The microloan changes will allow beginning, small and mid-sized farmers and ranchers to access an additional $15,000 in loans using a simplified application process with up to seven years to repay. Microloans are part of USDA’s continued commitment to small and mid-sized farming operations.
In addition to farm related experience, other types of skills may be considered to meet the direct farming experience required for farm loan eligibility such as operation or management of a non-farm business, leadership positions while serving in the military, or advanced education in an agricultural field. Also, individuals who own farmland under a different legal entity operating the farm now may be eligible for loans administered by USDA’s Farm Service Agency (FSA). Producers will have an opportunity to share suggestions on the microloan process, and the definitions of farming experience and business structures through Dec. 8, 2014, the public open comment period.
FSA is also publishing a Federal Register notice to solicit ideas from the public for pilot projects to help increase the efficiency and effectiveness of farm loan programs. Comments and ideas regarding potential pilot projects will be accepted through Nov. 7, 2014.
Since 2010, USDA has made a record amount of farm loans through FSA – more than 165,000 loans totaling nearly $23 billion. More than 50 percent of USDA’s farm loans now go to beginning farmers. In addition, USDA has increased its lending to socially-disadvantaged producers by nearly 50 percent since 2010.

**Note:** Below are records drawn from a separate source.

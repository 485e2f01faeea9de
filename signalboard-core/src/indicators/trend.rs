//! Trend bias from an EMA(50)/EMA(200) gap plus a 30-step rate of change.
//!
//! Decision over the trailing 210 closes:
//! - gap > +0.05% and roc > +0.20% → LONG
//! - gap < -0.05% and roc < -0.20% → SHORT
//! - otherwise LONG if the last close sits at or above EMA(200), else SHORT
//!
//! The rule is binary: once 210 closes exist it never answers "neutral".

use serde::Serialize;

use super::ema::ema_last;
use super::roc::roc_pct;
use super::IndicatorError;
use crate::domain::Direction;

/// Minimum number of closes the trend rule needs.
pub const TREND_MIN_CLOSES: usize = 210;

const FAST_PERIOD: usize = 50;
const SLOW_PERIOD: usize = 200;
/// ROC base is `close[-31]`, i.e. 30 steps back from the last close.
const ROC_LOOKBACK: usize = 30;
const GAP_THRESHOLD_PCT: f64 = 0.05;
const ROC_THRESHOLD_PCT: f64 = 0.20;

/// Trend decision plus the intermediate values that produced it.
#[derive(Debug, Clone, Copy, PartialEq, Serialize)]
pub struct TrendReading {
    pub direction: Direction,
    pub ema_fast: f64,
    pub ema_slow: f64,
    pub gap_pct: f64,
    pub roc_pct: f64,
    pub last_close: f64,
}

/// Detect the trend from a close series (oldest first).
pub fn compute_trend(closes: &[f64]) -> Result<TrendReading, IndicatorError> {
    if closes.len() < TREND_MIN_CLOSES {
        return Err(IndicatorError::Unavailable {
            indicator: "trend",
            needed: TREND_MIN_CLOSES,
            got: closes.len(),
        });
    }

    let window = &closes[closes.len() - TREND_MIN_CLOSES..];
    let last_close = window[window.len() - 1];

    let (Some(ema_fast), Some(ema_slow)) =
        (ema_last(window, FAST_PERIOD), ema_last(window, SLOW_PERIOD))
    else {
        return Err(IndicatorError::TrendUndetermined("empty window".into()));
    };

    if ema_slow == 0.0 || !ema_slow.is_finite() || !ema_fast.is_finite() {
        return Err(IndicatorError::TrendUndetermined(format!(
            "degenerate EMA(200) = {ema_slow}"
        )));
    }
    let gap_pct = (ema_fast - ema_slow) / ema_slow * 100.0;

    let roc_pct = roc_pct(window, ROC_LOOKBACK).ok_or_else(|| {
        IndicatorError::TrendUndetermined("rate of change has a zero or non-finite base".into())
    })?;

    let direction = if gap_pct > GAP_THRESHOLD_PCT && roc_pct > ROC_THRESHOLD_PCT {
        Direction::Long
    } else if gap_pct < -GAP_THRESHOLD_PCT && roc_pct < -ROC_THRESHOLD_PCT {
        Direction::Short
    } else if last_close >= ema_slow {
        Direction::Long
    } else {
        Direction::Short
    };

    Ok(TrendReading {
        direction,
        ema_fast,
        ema_slow,
        gap_pct,
        roc_pct,
        last_close,
    })
}
//! The `entrada.json` document and its atomic writer.
//!
//! Writes go to `<path>.tmp` in the same directory and are renamed over the
//! target, so readers never observe a half-written document.

use serde::{Deserialize, Serialize};
use std::fs;
use std::path::{Path, PathBuf};
use thiserror::Error;
use tracing::info;

use signalboard_core::domain::SignalRecord;

use crate::assembler::BatchOutcome;

#[derive(Debug, Error)]
pub enum OutputError {
    #[error("failed to write {path}: {reason}")]
    WriteFailure { path: PathBuf, reason: String },
}

/// Top-level output document. Field names are fixed by the dashboards.
#[derive(Debug, Clone, PartialEq, Serialize, Deserialize)]
pub struct EntryDocument {
    /// Short-horizon mode is disabled; always empty.
    pub swing: Vec<SignalRecord>,
    pub posicional: Vec<SignalRecord>,
    pub total_moedas: usize,
    pub total_processadas: usize,
    /// RFC 3339 with the configured offset, second precision.
    pub ultima_atualizacao: String,
}

impl EntryDocument {
    pub fn from_outcome(outcome: &BatchOutcome) -> Self {
        Self {
            swing: Vec::new(),
            posicional: outcome.records.clone(),
            total_moedas: outcome.total_instruments,
            total_processadas: outcome.processed(),
            ultima_atualizacao: outcome
                .finished_at
                .to_rfc3339_opts(chrono::SecondsFormat::Secs, false),
        }
    }
}

fn tmp_path(path: &Path) -> PathBuf {
    let mut name = path.as_os_str().to_os_string();
    name.push(".tmp");
    PathBuf::from(name)
}

/// Serialize `doc` and atomically replace `path`. Parent directories are
/// created as needed.
pub fn write_document(doc: &EntryDocument, path: &Path) -> Result<(), OutputError> {
    let fail = |reason: String| OutputError::WriteFailure {
        path: path.to_path_buf(),
        reason,
    };

    let json = serde_json::to_string_pretty(doc).map_err(|e| fail(format!("serialize: {e}")))?;

    if let Some(parent) = path.parent().filter(|p| !p.as_os_str().is_empty()) {
        fs::create_dir_all(parent).map_err(|e| fail(format!("create {}: {e}", parent.display())))?;
    }

    let tmp = tmp_path(path);
    if let Err(e) = fs::write(&tmp, json) {
        let _ = fs::remove_file(&tmp);
        return Err(fail(format!("write temp file: {e}")));
    }

    // Atomic rename
    fs::rename(&tmp, path).map_err(|e| {
        // Clean up temp file on rename failure
        let _ = fs::remove_file(&tmp);
        fail(format!("atomic rename failed: {e}"))
    })?;

    info!(
        path = %path.display(),
        entries = doc.posicional.len(),
        "entry document written"
    );
    Ok(())
}

#[cfg(test)]
mod tests {
    use super::*;

    #[test]
    fn tmp_path_appends_suffix() {
        assert_eq!(
            tmp_path(Path::new("data/entrada.json")),
            PathBuf::from("data/entrada.json.tmp")
        );
    }
}
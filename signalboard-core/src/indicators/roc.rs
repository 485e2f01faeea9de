//! Rate of Change (ROC).
//!
//! Percentage change between the last value and the value `period` steps back.
//! ROC = (last - values[len-1-period]) / values[len-1-period] * 100

/// ROC of the last value over `period` steps.
///
/// `None` when the slice is shorter than `period + 1`, when the base value is
/// zero, or when either value is not finite.
pub fn roc_pct(values: &[f64], period: usize) -> Option<f64> {
    let n = values.len();
    if n < period + 1 {
        return None;
    }
    let prev = values[n - 1 - period];
    let curr = values[n - 1];
    if !prev.is_finite() || !curr.is_finite() || prev == 0.0 {
        return None;
    }
    Some((curr - prev) / prev * 100.0)
}
//! Circuit breaker for exchange bans and repeated failures.
//!
//! A 403 (IP ban) trips the breaker at once; three consecutive source failures
//! (network, rate limit, server errors) trip it too. While open, the gateway
//! skips the source for the cooldown period (default 30 minutes) so a batch
//! never keeps hammering a source that has stopped answering.

use std::sync::{Mutex, MutexGuard, PoisonError};
use std::time::{Duration, Instant};

use super::provider::SourceError;

/// State of the circuit breaker.
#[derive(Debug, Clone, Copy, PartialEq, Eq)]
pub enum BreakerState {
    /// Normal operation. Requests are allowed.
    Closed,
    /// Tripped. All requests are refused until cooldown expires.
    Open { tripped_at: Instant },
}

#[derive(Debug)]
struct Inner {
    state: BreakerState,
    consecutive_failures: u32,
}

/// Per-source circuit breaker.
#[derive(Debug)]
pub struct CircuitBreaker {
    inner: Mutex<Inner>,
    cooldown: Duration,
    failure_threshold: u32,
}

impl CircuitBreaker {
    pub fn new(cooldown: Duration, failure_threshold: u32) -> Self {
        Self {
            inner: Mutex::new(Inner {
                state: BreakerState::Closed,
                consecutive_failures: 0,
            }),
            cooldown,
            failure_threshold: failure_threshold.max(1),
        }
    }

    /// 30-minute cooldown, trips after 3 consecutive failures.
    pub fn default_source() -> Self {
        Self::new(Duration::from_secs(30 * 60), 3)
    }

    fn lock(&self) -> MutexGuard<'_, Inner> {
        self.inner.lock().unwrap_or_else(PoisonError::into_inner)
    }

    /// Check if requests are currently allowed. An expired cooldown closes
    /// the breaker again.
    pub fn is_allowed(&self) -> bool {
        let mut inner = self.lock();
        match inner.state {
            BreakerState::Closed => true,
            BreakerState::Open { tripped_at } => {
                if tripped_at.elapsed() >= self.cooldown {
                    inner.state = BreakerState::Closed;
                    inner.consecutive_failures = 0;
                    true
                } else {
                    false
                }
            }
        }
    }

    /// Feed the outcome of one source call.
    ///
    /// Errors that describe the instrument or payload (unknown symbol, short
    /// history, bad JSON) leave the counter untouched.
    pub fn observe<T>(&self, outcome: &Result<T, SourceError>) {
        match outcome {
            Ok(_) => self.record_success(),
            Err(SourceError::Forbidden(_)) => self.trip(),
            Err(e) if e.is_source_failure() => self.record_failure(),
            Err(_) => {}
        }
    }

    pub fn record_success(&self) {
        self.lock().consecutive_failures = 0;
    }

    pub fn record_failure(&self) {
        let mut inner = self.lock();
        inner.consecutive_failures += 1;
        if inner.consecutive_failures >= self.failure_threshold {
            inner.state = BreakerState::Open {
                tripped_at: Instant::now(),
            };
        }
    }

    /// Immediately trip the breaker (403 Forbidden / IP ban).
    pub fn trip(&self) {
        self.lock().state = BreakerState::Open {
            tripped_at: Instant::now(),
        };
    }

    pub fn state(&self) -> BreakerState {
        self.lock().state
    }
}
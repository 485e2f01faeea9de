//! Signalboard CLI: run the positional signal batch and check configs.
//!
//! Commands:
//! - `run`: fetch market data, assemble one signal per instrument and write
//!   the entry document atomically
//! - `check-config`: parse and validate a TOML config, print it resolved

use anyhow::{bail, Context, Result};
use clap::{Parser, Subcommand};
use std::path::{Path, PathBuf};
use tracing::info;
use tracing_subscriber::EnvFilter;

use signalboard_core::domain::SignalSide;
use signalboard_runner::{
    build_gateway, write_document, BatchOutcome, EntryDocument, SignalAssembler, SignalConfig,
};

#[derive(Parser)]
#[command(
    name = "signalboard",
    about = "Signalboard CLI: crypto positional entry signals"
)]
struct Cli {
    #[command(subcommand)]
    command: Commands,
}

#[derive(Subcommand)]
enum Commands {
    /// Run the signal batch and write the entry document.
    Run {
        /// Path to a TOML config file. Defaults apply when omitted.
        #[arg(long)]
        config: Option<PathBuf>,

        /// Output path, overriding the config's `output`.
        #[arg(long)]
        output: Option<PathBuf>,

        /// Comma-separated instruments to process instead of the configured list.
        #[arg(long, value_delimiter = ',')]
        only: Vec<String>,
    },
    /// Parse and validate a config file, then print it with defaults filled in.
    CheckConfig {
        /// Path to a TOML config file.
        #[arg(long)]
        config: PathBuf,
    },
}

fn main() -> Result<()> {
    tracing_subscriber::fmt()
        .with_env_filter(
            EnvFilter::try_from_default_env().unwrap_or_else(|_| EnvFilter::new("info")),
        )
        .with_writer(std::io::stderr)
        .init();

    let cli = Cli::parse();

    match cli.command {
        Commands::Run {
            config,
            output,
            only,
        } => run_signals(config.as_deref(), output, only),
        Commands::CheckConfig { config } => check_config(&config),
    }
}

fn load_config(path: Option<&Path>) -> Result<SignalConfig> {
    let config = match path {
        Some(path) => SignalConfig::from_file(path)?,
        None => SignalConfig::default(),
    };
    Ok(config)
}

fn run_signals(config_path: Option<&Path>, output: Option<PathBuf>, only: Vec<String>) -> Result<()> {
    let mut config = load_config(config_path)?;
    if let Some(output) = output {
        config.output = output;
    }
    if !only.is_empty() {
        config.instruments = only.into_iter().map(|s| s.trim().to_string()).collect();
    }
    config.validate()?;

    let instruments = config.instruments()?;
    if instruments.is_empty() {
        bail!("no instruments to process");
    }

    let mut gateway = build_gateway(&config).context("failed to set up market sources")?;
    info!(
        sources = ?gateway.source_names(),
        instruments = instruments.len(),
        "starting signal batch"
    );
    gateway.load_catalogs();

    let output_path = config.output.clone();
    let assembler = SignalAssembler::new(gateway, config)?;
    let outcome = assembler.run_batch(&instruments, None);

    let doc = EntryDocument::from_outcome(&outcome);
    write_document(&doc, &output_path)?;

    print_summary(&outcome, &output_path);
    Ok(())
}

fn check_config(path: &Path) -> Result<()> {
    let config = SignalConfig::from_file(path)?;
    config.validate()?;
    print!("{}", config.to_toml()?);
    Ok(())
}

fn print_summary(outcome: &BatchOutcome, path: &Path) {
    let count = |side: SignalSide| outcome.records.iter().filter(|r| r.side == side).count();

    println!();
    println!("=== Signal Batch Summary ===");
    println!(
        "Processed:    {}/{}",
        outcome.processed(),
        outcome.total_instruments
    );
    println!("LONG:         {}", count(SignalSide::Long));
    println!("SHORT:        {}", count(SignalSide::Short));
    println!("No entry:     {}", count(SignalSide::NoEntry));
    println!("No data:      {}", count(SignalSide::NoData));
    println!("Updated at:   {}", outcome.finished_at.to_rfc3339());
    println!("Written to:   {}", path.display());
}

These programs were made possible by the 2014 Farm Bill, which builds on historic economic gains in rural America over the past five years, while achieving meaningful reform and billions of dollars in savings for taxpayers. Since enactment, USDA has made significant progress to implement each provision of this critical legislation, including providing disaster relief to farmers and ranchers; strengthening risk management tools; expanding access to rural credit; funding critical research; establishing innovative public-private conservation partnerships; developing new markets for rural-made products; and investing in infrastructure, housing and community facilities to help improve quality of life in rural America. For more information, visit www.usda.gov/farmbill.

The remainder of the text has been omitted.